La contre-manifestation organisé par des militants anti-racisme jeudi à Tel Aviv.
"Des manifestants exigeaient par mégaphone le renvoi de tous les clandestins africains. Ils étaient complètement exaltés"
David Sheen est écrivain et réalisateur à Tel Aviv. Il a réalisé un documentaire sur les immigrés africains en Israël et filmé de nombreuses manifestations anti-immigration dont celles de cette semaine. Sur une de ses vidéos, un groupe de manifestants insulte une Israélienne venue défendre les immigrés clandestins.
Les rassemblements anti-immigrés sont généralement organisés dans le sud de Tel Aviv car c’est là que vivent la plupart des clandestins, à proximité de la gare routière où ils s’arrêtent à leur arrivée dans la ville. Mardi, les militants de la droite dure, y compris certains députés, ont marché jusqu’aux locaux d’une organisation d’aide aux immigrés. Les employés du bâtiment avaient fermé un peu plus tôt pour éviter les violences. Sur place, des manifestants exigeaient par mégaphone le renvoi de tous les clandestins africains. Ils étaient complètement exaltés. Certains se sont mis à hurler sur les Africains qui passaient dans la rue sans aucun lien avec le rassemblement. Un peu plus loin, une dizaine d’entre eux regardaient de loin avec quelques Israéliens plus modérés. Mais rapidement les manifestants se sont adressés à eux en les menaçant, les contraignant à partir.

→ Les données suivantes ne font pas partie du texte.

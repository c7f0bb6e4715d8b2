//! BSON document decoder.
//!
//! BSON is a little-endian binary format. The decoder is a recursive
//! descent over the document grammar: an i32 total length (which counts
//! itself and the terminating NUL), a run of tagged elements, a NUL.
//! Every declared length is checked against the bytes actually consumed.

use std::io::Read;
use std::sync::Arc;

use schematic_buffers::{BufferPool, StreamReader};

use crate::error::BsonError;
use crate::tag::Tag;
use crate::values::{
    BsonBinary, BsonJavascriptCode, BsonJavascriptCodeWithScope, BsonObjectId, BsonSymbol,
    BsonTimestamp, BsonValue,
};

/// Streaming BSON document decoder.
///
/// A decoder is stateless between calls: each `decode` checks a buffer
/// out of the pool and returns it when the call finishes, on success or
/// error, so one decoder can serve many threads at once.
pub struct BsonDecoder {
    pool: Arc<BufferPool>,
}

impl Default for BsonDecoder {
    fn default() -> Self {
        Self::new()
    }
}

impl BsonDecoder {
    /// Creates a decoder with its own default-sized pool.
    pub fn new() -> Self {
        Self {
            pool: BufferPool::new(),
        }
    }

    /// Creates a decoder that checks buffers out of the given pool.
    pub fn with_pool(pool: Arc<BufferPool>) -> Self {
        Self { pool }
    }

    /// Decodes a BSON document from a byte source, returning an error on
    /// malformed input.
    pub fn decode<R: Read>(&self, source: R) -> Result<Vec<(String, BsonValue)>, BsonError> {
        let mut reader = StreamReader::new(self.pool.acquire(), source);
        self.read_document(&mut reader)
    }

    fn read_document<R: Read>(
        &self,
        r: &mut StreamReader<R>,
    ) -> Result<Vec<(String, BsonValue)>, BsonError> {
        let start = r.consumed();
        let size = r.i32_le()?;
        // The smallest document is its own length plus the terminator.
        if size < 5 {
            return Err(BsonError::FramingMismatch {
                declared: size as i64,
                actual: 4,
            });
        }
        let mut fields: Vec<(String, BsonValue)> = Vec::new();
        loop {
            let byte = r.u8()?;
            if byte == 0 {
                break;
            }
            let tag = Tag::from_u8(byte).ok_or(BsonError::UnsupportedType(byte))?;
            let key = r.cstring()?;
            let value = self.read_element_value(r, tag)?;
            fields.push((key, value));
        }
        let actual = (r.consumed() - start) as i64;
        if actual != size as i64 {
            return Err(BsonError::FramingMismatch {
                declared: size as i64,
                actual,
            });
        }
        Ok(fields)
    }

    fn read_element_value<R: Read>(
        &self,
        r: &mut StreamReader<R>,
        tag: Tag,
    ) -> Result<BsonValue, BsonError> {
        match tag {
            Tag::Double => Ok(BsonValue::Float(r.f64_le()?)),
            Tag::String => Ok(BsonValue::Str(self.read_string(r)?)),
            Tag::Document => Ok(BsonValue::Document(self.read_document(r)?)),
            Tag::Array => Ok(BsonValue::Array(self.read_array(r)?)),
            Tag::Binary => self.read_binary(r),
            Tag::ObjectId => Ok(BsonValue::ObjectId(self.read_object_id(r)?)),
            Tag::Boolean => Ok(BsonValue::Boolean(r.u8()? == 1)),
            Tag::DateTime => Ok(BsonValue::DateTime(r.i64_le()?)),
            Tag::Null => Ok(BsonValue::Null),
            Tag::Regex => {
                let pattern = r.cstring()?;
                let flags = r.cstring()?;
                Ok(BsonValue::Regex(pattern, flags))
            }
            Tag::JavaScript => Ok(BsonValue::JavaScriptCode(BsonJavascriptCode {
                code: self.read_string(r)?,
            })),
            Tag::Symbol => Ok(BsonValue::Symbol(BsonSymbol {
                symbol: self.read_string(r)?,
            })),
            Tag::JavaScriptWithScope => self.read_code_with_scope(r),
            Tag::Int32 => Ok(BsonValue::Int32(r.i32_le()?)),
            Tag::Timestamp => {
                let increment = r.i32_le()?;
                let timestamp = r.i32_le()?;
                Ok(BsonValue::Timestamp(BsonTimestamp {
                    increment,
                    timestamp,
                }))
            }
            Tag::Int64 => Ok(BsonValue::Int64(r.i64_le()?)),
            Tag::MinKey => Ok(BsonValue::MinKey),
            Tag::MaxKey => Ok(BsonValue::MaxKey),
        }
    }

    /// Reads a length-prefixed string: the i32 length counts the UTF-8
    /// bytes plus the trailing NUL.
    fn read_string<R: Read>(&self, r: &mut StreamReader<R>) -> Result<String, BsonError> {
        let length = r.i32_le()?;
        if length < 1 {
            return Err(BsonError::FramingMismatch {
                declared: length as i64,
                actual: 0,
            });
        }
        let s = r.utf8(length as usize - 1)?;
        r.u8()?; // trailing NUL
        Ok(s)
    }

    /// Arrays share document framing; the numeric keys are dropped and
    /// read order is authoritative, whatever the keys said.
    fn read_array<R: Read>(&self, r: &mut StreamReader<R>) -> Result<Vec<BsonValue>, BsonError> {
        let fields = self.read_document(r)?;
        Ok(fields.into_iter().map(|(_, v)| v).collect())
    }

    fn read_binary<R: Read>(&self, r: &mut StreamReader<R>) -> Result<BsonValue, BsonError> {
        let length = r.i32_le()?;
        if length < 0 {
            return Err(BsonError::FramingMismatch {
                declared: length as i64,
                actual: 0,
            });
        }
        let subtype = r.u8()?;
        let data = r.bytes(length as usize)?;
        Ok(BsonValue::Binary(BsonBinary { subtype, data }))
    }

    /// Reads the 12-byte legacy ObjectId: time, machine, increment, each
    /// big-endian.
    fn read_object_id<R: Read>(&self, r: &mut StreamReader<R>) -> Result<BsonObjectId, BsonError> {
        let bytes = r.bytes(12)?;
        let time = i32::from_be_bytes([bytes[0], bytes[1], bytes[2], bytes[3]]);
        let machine = i32::from_be_bytes([bytes[4], bytes[5], bytes[6], bytes[7]]);
        let inc = i32::from_be_bytes([bytes[8], bytes[9], bytes[10], bytes[11]]);
        Ok(BsonObjectId { time, machine, inc })
    }

    /// Code-with-scope carries its own total length covering the length
    /// field, the code string and the scope document.
    fn read_code_with_scope<R: Read>(
        &self,
        r: &mut StreamReader<R>,
    ) -> Result<BsonValue, BsonError> {
        let start = r.consumed();
        let total = r.i32_le()?;
        let code = self.read_string(r)?;
        let scope = self.read_document(r)?;
        let actual = (r.consumed() - start) as i64;
        if actual != total as i64 {
            return Err(BsonError::FramingMismatch {
                declared: total as i64,
                actual,
            });
        }
        Ok(BsonValue::JavaScriptCodeWithScope(
            BsonJavascriptCodeWithScope { code, scope },
        ))
    }
}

“Beaucoup d’Israéliens ont peur de se retrouver en minorité et par la suite, de redevenir la cible de persécutions ”
Le lendemain, les choses se sont envenimées. Des centaines de personnes se sont rassemblées sur un côté de la voie rapide, toujours dans le sud de la ville. La majorité des immigrés avait décidé de ne pas sortir. Puis des militants anti-racisme sont arrivés. Ils se sont fait violemment insultés, molestés et leurs pancartes ont été déchirées. Même traitement pour les journalistes et tous ceux qui souhaitaient filmer le rassemblement. J’ai moi-même été brutalisé. Je suis parti avant que ça se transforme en ‘pogrom’. [Plusieurs médias locaux, et notamment la radio officielle des forces de défense israélienne, ont fait le lien entre ces émeutes et des pogroms].
La colère envers les immigrés ne cesse de grandir en Israël, et même à Tel Aviv, considéré comme le bastion "libéral" du pays. Notre problème, c’est que nous n’avons pas une population immigrée qui contribue à notre économie et s’intègre puisque le gouvernement leur interdit de travailler. Évidemment, ils n’ont rien, donc certains volent et beaucoup sont sans abri.
Malgré cela, beaucoup craignent que les immigrés leur volent leur travail. Par ailleurs, beaucoup ont peur de se retrouver en minorité et par la suite de redevenir la cible de persécution. Pour moi, c’est de la paranoïa. Les immigrés illégaux originaires d’Afrique ne représentent qu’un pourcent de notre population. Malheureusement, certains pensent qu’ils ne devraient pas y avoir de non juif du tout en Israël. Les chefs religieux ultra-orthodoxes ont disséminé cette idée dans la population en édictant en 2010 la règle selon laquelle les juifs ne doivent pas louer leur propriété à des non juifs. Quand je pense que ces gens là sont payés par l’État ! Et les politiques ne sont pas en reste, en traitant les immigrés comme des sous-hommes [des personnalités politiques les ont qualifiés d’"infiltrés" et de "cancer de la société"] ils attisent la haine des Israéliens.